Ambition and careers

Careers permeate through lessons and feature on read now activities and through medium term plans and PLC’s. Additionally, in order to support pupils’ understanding of the job a scientific qualification can lead to, the science department has a dedicated member of staff who is the representative of STEAM (working toward achieving outstanding education in science, technology, engineering, the Arts and mathematics). This project provides a range of opportunities such as inviting STEM ambassadors and other professionals in the industry to work with students. They are able to give students an insight into their education in science and career progression.
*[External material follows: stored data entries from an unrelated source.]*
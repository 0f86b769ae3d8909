// Leadflow Core - Workflow definition store
//
// The WorkflowRegistry holds tenant-owned workflow definitions and the live
// execution statistics for each. Definitions are handed out as Arc
// snapshots; structural edits go through `update`, which pushes a revision
// before applying the change and swaps the stored Arc.
//
// Statistics are shared by every concurrent execution of a workflow, so
// they live in atomic counters rather than in the serialized definition;
// `stats_snapshot` folds them back into the document form.

use std::path::Path;
use std::sync::atomic::{AtomicU64, Ordering};
use std::sync::Arc;

use chrono::{DateTime, Utc};
use dashmap::DashMap;
use parking_lot::Mutex;
use tracing::{info, warn};

use crate::error::{LeadflowError, LeadflowResult};
use crate::workflow::{ExecutionStats, TriggerType, WorkflowDefinition};
#[cfg(test)]
use crate::workflow::WorkflowStatus;

/// Live per-workflow counters, updated atomically by concurrent executions
#[derive(Default)]
struct StatsCell {
    total: AtomicU64,
    succeeded: AtomicU64,
    failed: AtomicU64,
    total_elapsed_ms: AtomicU64,
    last_executed: Mutex<Option<DateTime<Utc>>>,
}

/// Workflow definition store with live statistics
pub struct WorkflowRegistry {
    definitions: DashMap<String, Arc<WorkflowDefinition>>,
    stats: DashMap<String, Arc<StatsCell>>,
}

impl WorkflowRegistry {
    /// Create an empty registry
    pub fn new() -> Self {
        Self {
            definitions: DashMap::new(),
            stats: DashMap::new(),
        }
    }

    /// Validate and store a definition. New definitions arrive as drafts.
    pub fn insert(&self, definition: WorkflowDefinition) -> LeadflowResult<String> {
        definition.validate()?;
        let id = definition.id.clone();
        self.stats.entry(id.clone()).or_default();
        self.definitions.insert(id.clone(), Arc::new(definition));
        Ok(id)
    }

    /// Get a definition snapshot by id
    pub fn get(&self, id: &str) -> Option<Arc<WorkflowDefinition>> {
        self.definitions.get(id).map(|r| r.value().clone())
    }

    /// Remove a definition (administrative; executions in flight keep
    /// their own Arc and are unaffected)
    pub fn remove(&self, id: &str) -> Option<Arc<WorkflowDefinition>> {
        self.stats.remove(id);
        self.definitions.remove(id).map(|(_, v)| v)
    }

    /// All definition ids
    pub fn list(&self) -> Vec<String> {
        self.definitions.iter().map(|r| r.key().clone()).collect()
    }

    /// All definitions owned by a tenant
    pub fn for_tenant(&self, tenant_id: &str) -> Vec<Arc<WorkflowDefinition>> {
        self.definitions
            .iter()
            .filter(|r| r.value().tenant_id == tenant_id)
            .map(|r| r.value().clone())
            .collect()
    }

    /// Active definitions of a tenant subscribed to a trigger type.
    /// This is the dispatcher's match candidate set.
    pub fn active_for_tenant(
        &self,
        tenant_id: &str,
        trigger_type: TriggerType,
    ) -> Vec<Arc<WorkflowDefinition>> {
        self.definitions
            .iter()
            .filter(|r| {
                let wf = r.value();
                wf.tenant_id == tenant_id
                    && wf.accepts_matches()
                    && wf.trigger.trigger_type == trigger_type
            })
            .map(|r| r.value().clone())
            .collect()
    }

    /// All active time_based definitions (the schedule ticker's scan set)
    pub fn scheduled(&self) -> Vec<Arc<WorkflowDefinition>> {
        self.definitions
            .iter()
            .filter(|r| {
                let wf = r.value();
                wf.accepts_matches() && wf.trigger.trigger_type == TriggerType::TimeBased
            })
            .map(|r| r.value().clone())
            .collect()
    }

    /// Activate a workflow
    pub fn activate(&self, id: &str) -> LeadflowResult<()> {
        self.mutate(id, |wf| wf.activate())
    }

    /// Deactivate a workflow. Blocks future matches; executions already
    /// running are not cancelled.
    pub fn deactivate(&self, id: &str) -> LeadflowResult<()> {
        self.mutate(id, |wf| {
            wf.deactivate();
            Ok(())
        })
    }

    /// Archive a workflow
    pub fn archive(&self, id: &str) -> LeadflowResult<()> {
        self.mutate(id, |wf| {
            wf.archive();
            Ok(())
        })
    }

    /// Apply a structural edit. The current version is snapshotted into the
    /// history first, then the mutator runs, then the edited definition is
    /// re-validated and swapped in.
    pub fn update<F>(&self, id: &str, mutator: F) -> LeadflowResult<Arc<WorkflowDefinition>>
    where
        F: FnOnce(&mut WorkflowDefinition),
    {
        let mut entry = self
            .definitions
            .get_mut(id)
            .ok_or_else(|| LeadflowError::config(format!("workflow not found: {}", id)))?;

        let mut edited = (**entry.value()).clone();
        edited.push_revision();
        mutator(&mut edited);
        edited.validate()?;

        let arc = Arc::new(edited);
        *entry.value_mut() = arc.clone();
        Ok(arc)
    }

    fn mutate<F>(&self, id: &str, f: F) -> LeadflowResult<()>
    where
        F: FnOnce(&mut WorkflowDefinition) -> LeadflowResult<()>,
    {
        let mut entry = self
            .definitions
            .get_mut(id)
            .ok_or_else(|| LeadflowError::config(format!("workflow not found: {}", id)))?;
        let mut edited = (**entry.value()).clone();
        f(&mut edited)?;
        *entry.value_mut() = Arc::new(edited);
        Ok(())
    }

    /// Number of stored definitions
    pub fn len(&self) -> usize {
        self.definitions.len()
    }

    pub fn is_empty(&self) -> bool {
        self.definitions.is_empty()
    }

    // ========================================================================
    // Statistics
    // ========================================================================

    /// Record a completed execution. Atomic increments; concurrent
    /// executions of the same workflow never lose updates.
    pub fn record_success(&self, id: &str, elapsed_ms: u64) {
        let cell = self.stats.entry(id.to_string()).or_default().clone();
        cell.total.fetch_add(1, Ordering::Relaxed);
        cell.succeeded.fetch_add(1, Ordering::Relaxed);
        cell.total_elapsed_ms.fetch_add(elapsed_ms, Ordering::Relaxed);
        *cell.last_executed.lock() = Some(Utc::now());
    }

    /// Record a failed execution
    pub fn record_failure(&self, id: &str, elapsed_ms: u64) {
        let cell = self.stats.entry(id.to_string()).or_default().clone();
        cell.total.fetch_add(1, Ordering::Relaxed);
        cell.failed.fetch_add(1, Ordering::Relaxed);
        cell.total_elapsed_ms.fetch_add(elapsed_ms, Ordering::Relaxed);
        *cell.last_executed.lock() = Some(Utc::now());
    }

    /// Fold the live counters into the serialized stats form
    pub fn stats_snapshot(&self, id: &str) -> ExecutionStats {
        let Some(cell) = self.stats.get(id).map(|r| r.value().clone()) else {
            return ExecutionStats::default();
        };

        let total = cell.total.load(Ordering::Relaxed);
        let elapsed = cell.total_elapsed_ms.load(Ordering::Relaxed);
        let last_executed = *cell.last_executed.lock();
        ExecutionStats {
            total_executions: total,
            successful_executions: cell.succeeded.load(Ordering::Relaxed),
            failed_executions: cell.failed.load(Ordering::Relaxed),
            average_execution_time_ms: if total > 0 {
                elapsed as f64 / total as f64
            } else {
                0.0
            },
            last_executed,
        }
    }

    /// Definition snapshot with the live statistics folded in; the form
    /// handed to callers querying workflow health
    pub fn definition_with_stats(&self, id: &str) -> Option<WorkflowDefinition> {
        let mut definition = (*self.get(id)?).clone();
        definition.execution_stats = self.stats_snapshot(id);
        Some(definition)
    }

    // ========================================================================
    // Document loading
    // ========================================================================

    /// Load a workflow document from a YAML file
    pub fn load_file(&self, path: impl AsRef<Path>) -> LeadflowResult<String> {
        let path = path.as_ref();

        let content = std::fs::read_to_string(path).map_err(|e| {
            LeadflowError::config(format!(
                "failed to read workflow file {}: {}",
                path.display(),
                e
            ))
        })?;

        let definition: WorkflowDefinition = serde_yaml::from_str(&content).map_err(|e| {
            LeadflowError::config(format!(
                "failed to parse workflow file {}: {}",
                path.display(),
                e
            ))
        })?;

        self.insert(definition)
    }

    /// Load every .yaml/.yml workflow document in a directory
    pub fn load_directory(&self, dir: impl AsRef<Path>) -> LeadflowResult<usize> {
        let dir = dir.as_ref();

        if !dir.exists() {
            return Err(LeadflowError::config(format!(
                "workflows directory does not exist: {}",
                dir.display()
            )));
        }

        let entries = std::fs::read_dir(dir).map_err(|e| {
            LeadflowError::config(format!("failed to read workflows directory: {}", e))
        })?;

        let mut loaded = 0;
        for entry in entries.flatten() {
            let path = entry.path();
            if let Some(ext) = path.extension() {
                if ext == "yaml" || ext == "yml" {
                    match self.load_file(&path) {
                        Ok(id) => {
                            info!("Loaded workflow {} from {}", id, path.display());
                            loaded += 1;
                        }
                        Err(e) => {
                            warn!("Failed to load workflow from {}: {}", path.display(), e);
                        }
                    }
                }
            }
        }

        info!("Loaded {} workflows from {}", loaded, dir.display());
        Ok(loaded)
    }
}

impl Default for WorkflowRegistry {
    fn default() -> Self {
        Self::new()
    }
}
Students are able to speak with ambassadors individually and ask questions about their education and career with the intention to open pupils understanding of careers and pathways post-16. Currently our department is partnered with JP Morgan and a selected group of year 9 students will be participating in “Schools challenge”. We also have links with the Royal Society, Formula 1 and Imperial College London.

 

Enrichment and Drop Down Days

In school, science specific enrichment opportunities currently include drop down days:

  • Yr 7 - Science Museum – to allow students to become aware of topical issues in science and discover science through a different medium
  • Yr 8 – Space Day – to consolidate understanding of space knowledge, evaluate ideas and theories whilst becoming aware of topical issues
  • Yr 9 – Ecology Day – to explore different methods of measuring the distribution of species
  • Yr 10 – Forensics Day – to develop techniques and consolidate experimental methods used to analyse forensic samples and reinforce links between each science discipline
  • Yr 11 – Walking Talking Mocks – to develop scientific exam techniques to prepare for all future Science exams. This will also allow students to develop assessment tactics for their future and succeed
  • CREST club for Year 7,8 &9

On Wednesday afternoons, the department also offer a Science enrichment club (P5 and P6 for Y7-9 where students complete a variety of experiments such as making plastic milk and chromatography trolls. They also develop leadership skills by leading experiments with local primary schools.